Revisión del Sistema por la Dirección
1 Objeto
Establecer la sistemática para la realización de la Revisión del Sistema de Seguridad de la Información (SGSI) por la Dirección para asegurar la conveniencia, adecuación y eficacia continuadas del propio Sistema, así como para la toma de decisiones y establecimiento de la Planificación y Objetivos de Gestión.
2 Alcance
Este procedimiento afectará a todas las actividades generadas por la implantación y mantenimiento del Sistema de Gestión de Seguridad de la Información (SGSI) de Sincrolab.
3 Definiciones
- Acta de Revisión por la Dirección:
- Documento en el que se recogen los temas tratados en una reunión y en el que se establecen las decisiones, acuerdos y los resultados derivados del análisis de la información.
4 Responsabilidades
| Tarea | Responsabilidades | |||||
|---|---|---|---|---|---|---|
| R | A | S | C | I | ||
|
Asegurar la ejecución de la Revisión por la Dirección
|
||||||
|
Recopilar la información necesaria para llevar a cabo la Revisión por la Dirección
|
||||||
|
Ejecutar la Revisión por la Dirección
|
||||||
|
Realizar seguimiento del cumplimiento de lo dispuesto en la Revisión por la Dirección
|
||||||
5 Desarrollo
El SGSI se revisa, como mínimo, una vez al año, y durante el primer trimestre del año; si bien, podrán convocarse otras reuniones a lo largo del año por circunstancias especiales.
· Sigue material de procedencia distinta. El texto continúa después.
//! Term-frequency keyword scoring.
//!
//! The score of a document for a query is the sum, over every query token
//! present in the document, of that token's share of the document's tokens,
//! divided by the number of query tokens. Documents with no tokens left after
//! stopword removal score 0.

use std::collections::{HashMap, HashSet};

use tracing::debug;

use recall_core::error::RecallError;
use recall_core::types::ScoredCandidate;

use crate::index::rank_order;
use crate::store::StoreContents;

/// Standard English stopword list (NLTK corpus).
const ENGLISH_STOPWORDS: &[&str] = &[
    "i", "me", "my", "myself", "we", "our", "ours", "ourselves", "you", "you're", "you've",
    "you'll", "you'd", "your", "yours", "yourself", "yourselves", "he", "him", "his", "himself",
    "she", "she's", "her", "hers", "herself", "it", "it's", "its", "itself", "they", "them",
    "their", "theirs", "themselves", "what", "which", "who", "whom", "this", "that", "that'll",
    "these", "those", "am", "is", "are", "was", "were", "be", "been", "being", "have", "has",
    "had", "having", "do", "does", "did", "doing", "a", "an", "the", "and", "but", "if", "or",
    "because", "as", "until", "while", "of", "at", "by", "for", "with", "about", "against",
    "between", "into", "through", "during", "before", "after", "above", "below", "to", "from",
    "up", "down", "in", "out", "on", "off", "over", "under", "again", "further", "then", "once",
    "here", "there", "when", "where", "why", "how", "all", "any", "both", "each", "few", "more",
    "most", "other", "some", "such", "no", "nor", "not", "only", "own", "same", "so", "than",
    "too", "very", "s", "t", "can", "will", "just", "don", "don't", "should", "should've", "now",
    "d", "ll", "m", "o", "re", "ve", "y", "ain", "aren", "aren't", "couldn", "couldn't", "didn",
    "didn't", "doesn", "doesn't", "hadn", "hadn't", "hasn", "hasn't", "haven", "haven't", "isn",
    "isn't", "ma", "mightn", "mightn't", "mustn", "mustn't", "needn", "needn't", "shan",
    "shan't", "shouldn", "shouldn't", "wasn", "wasn't", "weren", "weren't", "won", "won't",
    "wouldn", "wouldn't",
];

/// Turns text into the token multiset used for keyword scoring.
///
/// Implementations return case-folded alphanumeric tokens with stopwords
/// already removed. Errors are treated by the retriever as the lexical stage
/// being unavailable for that call.
pub trait TextAnalyzer: Send + Sync {
    fn tokenize(&self, text: &str) -> Result<Vec<String>, RecallError>;
}

/// Splits on non-alphanumeric characters, lowercases, and drops stopwords.
#[derive(Debug, Clone)]
pub struct StopwordAnalyzer {
    stopwords: HashSet<String>,
}

impl StopwordAnalyzer {
    /// Analyzer with the standard English stopword list.
    pub fn english() -> Self {
        Self::with_stopwords(ENGLISH_STOPWORDS.iter().copied())
    }

    pub fn with_stopwords<'a>(words: impl IntoIterator<Item = &'a str>) -> Self {
        Self {
            stopwords: words.into_iter().map(str::to_lowercase).collect(),
        }
    }

    pub fn is_stopword(&self, token: &str) -> bool {
        self.stopwords.contains(token)
    }
}

impl Default for StopwordAnalyzer {
    fn default() -> Self {
        Self::english()
    }
}

impl TextAnalyzer for StopwordAnalyzer {
    fn tokenize(&self, text: &str) -> Result<Vec<String>, RecallError> {
        Ok(text
            .split(|c: char| !c.is_alphanumeric())
            .filter(|t| !t.is_empty())
            .map(str::to_lowercase)
            .filter(|t| !self.stopwords.contains(t))
            .collect())
    }
}

/// Keyword score of one stored document.
#[derive(Debug, Clone, Copy, PartialEq)]
pub struct LexicalHit {
    pub index: usize,
    pub score: f64,
}

/// Score already-tokenized text. Query tokens are counted with multiplicity.
pub fn score_tokens(query_tokens: &[String], document_tokens: &[String]) -> f64 {
    if query_tokens.is_empty() || document_tokens.is_empty() {
        return 0.0;
    }
    let mut counts: HashMap<&str, usize> = HashMap::new();
    for token in document_tokens {
        *counts.entry(token.as_str()).or_insert(0) += 1;
    }
    let total = document_tokens.len() as f64;
    let sum: f64 = query_tokens
        .iter()
        .filter_map(|t| counts.get(t.as_str()))
        .map(|count| *count as f64 / total)
        .sum();
    sum / query_tokens.len() as f64
}

/// Keyword relevance scorer backed by a [`TextAnalyzer`].
pub struct LexicalScorer {
    analyzer: Box<dyn TextAnalyzer>,
}

impl std::fmt::Debug for LexicalScorer {
    fn fmt(&self, f: &mut std::fmt::Formatter<'_>) -> std::fmt::Result {
        f.debug_struct("LexicalScorer").finish_non_exhaustive()
    }
}

impl LexicalScorer {
    pub fn new(analyzer: impl TextAnalyzer + 'static) -> Self {
        Self {
            analyzer: Box::new(analyzer),
        }
    }

    /// Scorer using [`StopwordAnalyzer::english`].
    pub fn english() -> Self {
        Self::new(StopwordAnalyzer::english())
    }

    pub fn score(&self, query: &str, document_text: &str) -> Result<f64, RecallError> {
        let query_tokens = self.analyzer.tokenize(query)?;
        let document_tokens = self.analyzer.tokenize(document_text)?;
        Ok(score_tokens(&query_tokens, &document_tokens))
    }

    /// Score the documents behind a first-pass candidate pool, ordered like
    /// the semantic stage (score desc, index asc).
    ///
    /// Only pool members are scored, so fusing the hits with the pool never
    /// introduces documents the semantic stage did not select. Zero-score
    /// documents are kept.
    pub fn rank_candidates(
        &self,
        query: &str,
        contents: &StoreContents,
        candidates: &[ScoredCandidate],
    ) -> Result<Vec<LexicalHit>, RecallError> {
        let query_tokens = self.analyzer.tokenize(query)?;
        let mut scored: Vec<(usize, f64)> = Vec::with_capacity(candidates.len());
        for candidate in candidates {
            let Some(doc) = contents.document(candidate.index) else {
                continue;
            };
            let tokens = self.analyzer.tokenize(&doc.text)?;
            scored.push((candidate.index, score_tokens(&query_tokens, &tokens)));
        }
        scored.sort_by(rank_order);
        debug!(
            query_tokens = query_tokens.len(),
            scored = scored.len(),
            "Lexical ranking complete"
        );
        Ok(scored
            .into_iter()
            .map(|(index, score)| LexicalHit { index, score })
            .collect())
    }
}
Las revisiones las realizará el CISO en presencia del CEO, del Responsable del SGSI y, si se estima necesario, de los Responsables de cada Departamento o Área.
El CISO actuará como secretario de la misma, y preparará para la revisión por la dirección el Informe de Revisión del Sistema en el que se que incluye, al menos, los siguientes puntos:
5.1 Entradas
- Estado de las acciones de las revisiones por la dirección previas.
- Contexto de la Organización y Partes interesadas.
- Política de seguridad de la información.
- Evaluación de Riesgos, vulnerabilidades o amenazas identificados.
- Análisis de Indicadores: Estado y evolución de los indicadores durante el año.
- Objetivos: descripción del grado de ejecución del Programa de Gestión de Objetivos de Seguridad de la Información y cumplimiento del mismo.
- Resultado de las auditorias al Sistema.
- No conformidades y Acciones Correctivas.
- Recursos destinados al desarrollo y funcionamiento del sistema (Humanos, Tecnológicos y Financieros).
- Aspectos relacionados con las Compras realizadas durante el año y el estado de los Proveedores de servicios y de los propios servicios.
- Información relacionada con el estado y adecuación de la Documentación del Sistema de Gestión.
- Comentarios y sugerencias de las partes interesadas.
- Oportunidades de Mejora.
5.2 Salidas
- Decisiones relacionadas con las Oportunidades de Mejora y conclusiones.
- Necesidad de cambios en el Sistema.
En el transcurso de la Reunión de Revisión del Sistema, el CISO y el Responsable de SGSI realizan la exposición de los diferentes aspectos incluidos en el Informe de Revisión, analizando en cada caso los resultados, los datos de soporte y la conveniencia de las diferentes propuestas.
El CISO realiza el Acta de Revisión del Sistema por la Dirección, que incluye toda la información de los apartados reflejados en 5.1 Entradas y 5.2 Salidas, así como cualquier directriz o acción orientada a la mejora de la eficacia del Sistema de Gestión, de los procesos, de los servicios y minimización de los riesgos identificados, mediante la propuesta de objetivos y la asignación de recursos.
6 Anexos
N/A
7 Formatos
N/A
8 Registros
N/A
9 Documentos Relacionados
N/A
10 Referencias Normativas
- ISO27001:2022 4.3 Determinación del alcance del sistema de gestión de la seguridad de la información.